Systematic speleological exploration of the Bull Rock Cave began in 1902. It was carried out by members of the Verein der deutschen Touristen in Brünn, Gruppe für Höhlenforschung (VDT-GfH, a German caving group in Brno). In 1912, the cavers focused their attention on the key problem - the then terminal point of the cave, the Šenkův (Šenk's) siphon. In 1920 their effort was crowned with a success - the overcoming of the siphon and the discovery of the New Bull Rock Cave with the underground Jedovnice Creek. Since 1947, namely from 1973 to 1985, Czech cavers gradually discovered the underground stream of the Jedovnice Creek between the New Bull Rock Cave and the Rudické propadání. They also have discovered the underground course of the creek between the Bull Rock Cave, the Bar (Barová) Cave and the springs in Josefov.
Please note: with the exception of the Days of Open Doors, the Bull Rock Cave is not open to the public.
Welcome. You are entering the Bull Rock Cave. It consists of underground passages, rooms and halls (domes). You can easily visit about 750 metres (1500 m including the return trip) of the visitor trail, which is a 90 minute walk. The path is not suited for large groups of visitors, so take care.
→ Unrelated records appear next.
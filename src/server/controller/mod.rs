//! HTTP controller endpoints for the Heimdall web API.
//!
//! Axum handlers for the lookup endpoints used by set editors and the connector endpoints
//! used by platform drivers. Controllers extract inputs, call repositories and services, and
//! use utoipa for OpenAPI documentation.

/// Linked users and their entitled sets
pub mod connector;
/// Autocomplete endpoints
pub mod lookup;
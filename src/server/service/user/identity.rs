use std::collections::BTreeSet;

use sea_orm::DatabaseConnection;

use crate::server::{
    data::{
        eve::{character::CharacterRepository, title::TitleRepository},
        user::{
            refresh_token::RefreshTokenRepository, role::RoleRepository, squad::SquadRepository,
            user_character::UserCharacterRepository, UserRepository,
        },
    },
    error::Error,
    model::{
        db::UserModel,
        identity::{Affiliations, CredentialStatus},
    },
};

/// Read-only view of a Heimdall user for set resolution and nicknames.
///
/// Character, corporation and title data is maintained by the identity system, this
/// service only queries it.
pub struct IdentityService<'a> {
    db: &'a DatabaseConnection,
}

impl<'a> IdentityService<'a> {
    /// Creates a new instance of [`IdentityService`]
    pub fn new(db: &'a DatabaseConnection) -> Self {
        Self { db }
    }

    /// Retrieves a user by ID.
    ///
    /// # Returns
    /// - `Ok(Some(UserModel))` - User found
    /// - `Ok(None)` - User not found in database
    /// - `Err(Error::DbErr)` - Database operation failed
    pub async fn get_user(&self, user_id: i32) -> Result<Option<UserModel>, Error> {
        let user_repo = UserRepository::new(self.db);

        Ok(user_repo.get(user_id).await?)
    }

    /// Counts the characters owned by a user and finds which of them hold a valid refresh token.
    pub async fn get_credential_status(&self, user_id: i32) -> Result<CredentialStatus, Error> {
        let user_character_repo = UserCharacterRepository::new(self.db);
        let refresh_token_repo = RefreshTokenRepository::new(self.db);

        let ownerships = user_character_repo.get_many_by_user_id(user_id).await?;
        let character_ids: Vec<i32> = ownerships.iter().map(|o| o.character_id).collect();

        let mut credentialed_character_ids: Vec<i32> = refresh_token_repo
            .get_valid_by_character_ids(&character_ids)
            .await?
            .into_iter()
            .map(|token| token.character_id)
            .collect();
        credentialed_character_ids.sort_unstable();

        Ok(CredentialStatus {
            characters: ownerships.len() as u64,
            credentialed_character_ids,
        })
    }

    /// Collects the corporations, alliances and titles of the provided characters.
    ///
    /// # Arguments
    /// - `character_ids` - `eve_character` record IDs, usually the credentialed characters
    ///   of a user
    pub async fn get_affiliations(&self, character_ids: &[i32]) -> Result<Affiliations, Error> {
        let character_repo = CharacterRepository::new(self.db);
        let title_repo = TitleRepository::new(self.db);

        let (characters, title_ids) = tokio::try_join!(
            character_repo.get_many_by_ids(character_ids),
            title_repo.get_title_ids_by_character_ids(character_ids),
        )?;

        let corporation_ids: BTreeSet<i64> =
            characters.iter().map(|c| c.corporation_id).collect();
        let alliance_ids: BTreeSet<i64> =
            characters.iter().filter_map(|c| c.alliance_id).collect();

        Ok(Affiliations {
            corporation_ids: corporation_ids.into_iter().collect(),
            alliance_ids: alliance_ids.into_iter().collect(),
            title_ids,
        })
    }

    /// IDs of the roles granted to a user.
    pub async fn get_role_ids(&self, user_id: i32) -> Result<Vec<i64>, Error> {
        let role_repo = RoleRepository::new(self.db);

        Ok(role_repo.get_role_ids_by_user_id(user_id).await?)
    }

    /// IDs of the squads a user is a member of.
    pub async fn get_squad_ids(&self, user_id: i32) -> Result<Vec<i64>, Error> {
        let squad_repo = SquadRepository::new(self.db);

        Ok(squad_repo.get_squad_ids_by_user_id(user_id).await?)
    }
}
There are muddy places and water puddles on the trail, some parts have a low ceiling and some are only poorly lit. The temperature is 9°C, the humidity is high. Please, follow the guide, listen to the instructions and do not leave the main trail. Thank you and enjoy your visit.
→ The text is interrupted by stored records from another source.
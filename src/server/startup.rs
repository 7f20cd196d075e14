use migration::{Migrator, MigratorTrait};
use sea_orm::{ConnectOptions, Database, DatabaseConnection};

use crate::server::{config::Config, error::Error};

/// Connect to the database and run migrations
pub async fn connect_to_database(config: &Config) -> Result<DatabaseConnection, Error> {
    let mut opt = ConnectOptions::new(&config.database_url);
    opt.sqlx_logging(false);

    let db = Database::connect(opt).await?;

    Migrator::up(&db, None).await?;

    Ok(db)
}
//! String formatting helpers for nicknames and lookup results.

/// Expand a printf-style template with string arguments.
///
/// Supports positional `%N$s` directives (1-indexed), sequential `%s` directives and the
/// `%%` escape. Arguments that are not provided expand to an empty string and any other
/// directive is copied verbatim.
///
/// ```ignore
/// assert_eq!(format_positional("[%2$s] %1$s", &["Name", "CORP"]), "[CORP] Name");
/// ```
pub fn format_positional(template: &str, args: &[&str]) -> String {
    let mut output = String::with_capacity(template.len());
    let mut next_arg = 0;
    let mut rest = template;

    while let Some(pos) = rest.find('%') {
        output.push_str(&rest[..pos]);
        let directive = &rest[pos + 1..];

        if let Some(after) = directive.strip_prefix('%') {
            output.push('%');
            rest = after;
            continue;
        }

        if let Some(after) = directive.strip_prefix('s') {
            output.push_str(args.get(next_arg).copied().unwrap_or_default());
            next_arg += 1;
            rest = after;
            continue;
        }

        let digits = directive.bytes().take_while(u8::is_ascii_digit).count();
        if let Some(after) = directive[digits..].strip_prefix("$s") {
            match directive[..digits].parse::<usize>() {
                Ok(index) if index > 0 => {
                    output.push_str(args.get(index - 1).copied().unwrap_or_default());
                    rest = after;
                    continue;
                }
                _ => {}
            }
        }

        output.push('%');
        rest = directive;
    }

    output.push_str(rest);
    output
}

/// Remove markup tags such as `<color=0xff>` or `</b>` from a string.
///
/// An unterminated tag removes the remainder of the string.
pub fn strip_tags(value: &str) -> String {
    let mut output = String::with_capacity(value.len());
    let mut in_tag = false;

    for c in value.chars() {
        match c {
            '<' => in_tag = true,
            '>' if in_tag => in_tag = false,
            _ if !in_tag => output.push(c),
            _ => {}
        }
    }

    output
}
1 The Entrance Hall (Hallstatt)
Here one of the most famous archeological discoveries in central Europe was made by Dr. J. Wankel. Here he excavated one of the most important cult and burial centres of the Hallstatt people (Pre-Celtic inhabitants of central and Alpine regions of Europe). Over 40 skeletons, hundreds of jewels made of amber, glass, bronze, gold and other materials, along with weapons, metallurgical and smith tools, pottery and offerings, were scattered on the floor of this hall. Most of them are now on display in the Museum of Natural History in Vienna (Wien), Austria.
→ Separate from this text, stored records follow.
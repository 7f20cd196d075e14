//! SeaORM entities for Heimdall.
//!
//! Tables prefixed `eve_` hold cached EVE Online data, `heimdall_` tables hold the identity
//! side (users, character ownership, refresh tokens, roles and squads) and `connector_`
//! tables hold sets, set criteria, linked platform users and connector logs.

pub mod prelude;

pub mod connector_log;
pub mod connector_set;
pub mod connector_set_entity;
pub mod connector_user;
pub mod eve_alliance;
pub mod eve_character;
pub mod eve_character_title;
pub mod eve_corporation;
pub mod eve_corporation_title;
pub mod heimdall_refresh_token;
pub mod heimdall_role;
pub mod heimdall_squad;
pub mod heimdall_squad_member;
pub mod heimdall_user;
pub mod heimdall_user_character;
pub mod heimdall_user_role;
use sea_orm::entity::prelude::*;

#[derive(Clone, Debug, PartialEq, Eq, DeriveEntityModel)]
#[sea_orm(table_name = "heimdall_user_character")]
pub struct Model {
    #[sea_orm(primary_key)]
    pub id: i32,
    pub user_id: i32,
    #[sea_orm(unique)]
    pub character_id: i32,
    pub owner_hash: String,
    pub created_at: DateTime,
    pub updated_at: DateTime,
}

#[derive(Copy, Clone, Debug, EnumIter, DeriveRelation)]
pub enum Relation {
    #[sea_orm(
        belongs_to = "super::heimdall_user::Entity",
        from = "Column::UserId",
        to = "super::heimdall_user::Column::Id",
        on_update = "NoAction",
        on_delete = "Cascade"
    )]
    HeimdallUser,
    #[sea_orm(
        belongs_to = "super::eve_character::Entity",
        from = "Column::CharacterId",
        to = "super::eve_character::Column::Id",
        on_update = "NoAction",
        on_delete = "Cascade"
    )]
    EveCharacter,
}

impl Related<super::heimdall_user::Entity> for Entity {
    fn to() -> RelationDef {
        Relation::HeimdallUser.def()
    }
}

impl Related<super::eve_character::Entity> for Entity {
    fn to() -> RelationDef {
        Relation::EveCharacter.def()
    }
}

impl ActiveModelBehavior for ActiveModel {}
During WWII, German Nazi occupants attempted to convert the Hall into an underground factory, probably for manufacturing fighter plane engines. In 1944 they destroyed the original sedimentary complex along with portions of the walls and the ceiling. The concrete floor in the rear part of the Hall is another remainder of their activities. Because of these damages, no further research and discoveries are feasible.
2 Pagan Chimney
This chimney is about 35 m high. It leads to a system of shafts and low passages called the Bruna Cave. It was thus named in 1902 by the discoverers, members of the VDT, a German caving group from Brno. The proper name was "Brunagrotte" or "Brünenhöhle", meaning "Brno Cave".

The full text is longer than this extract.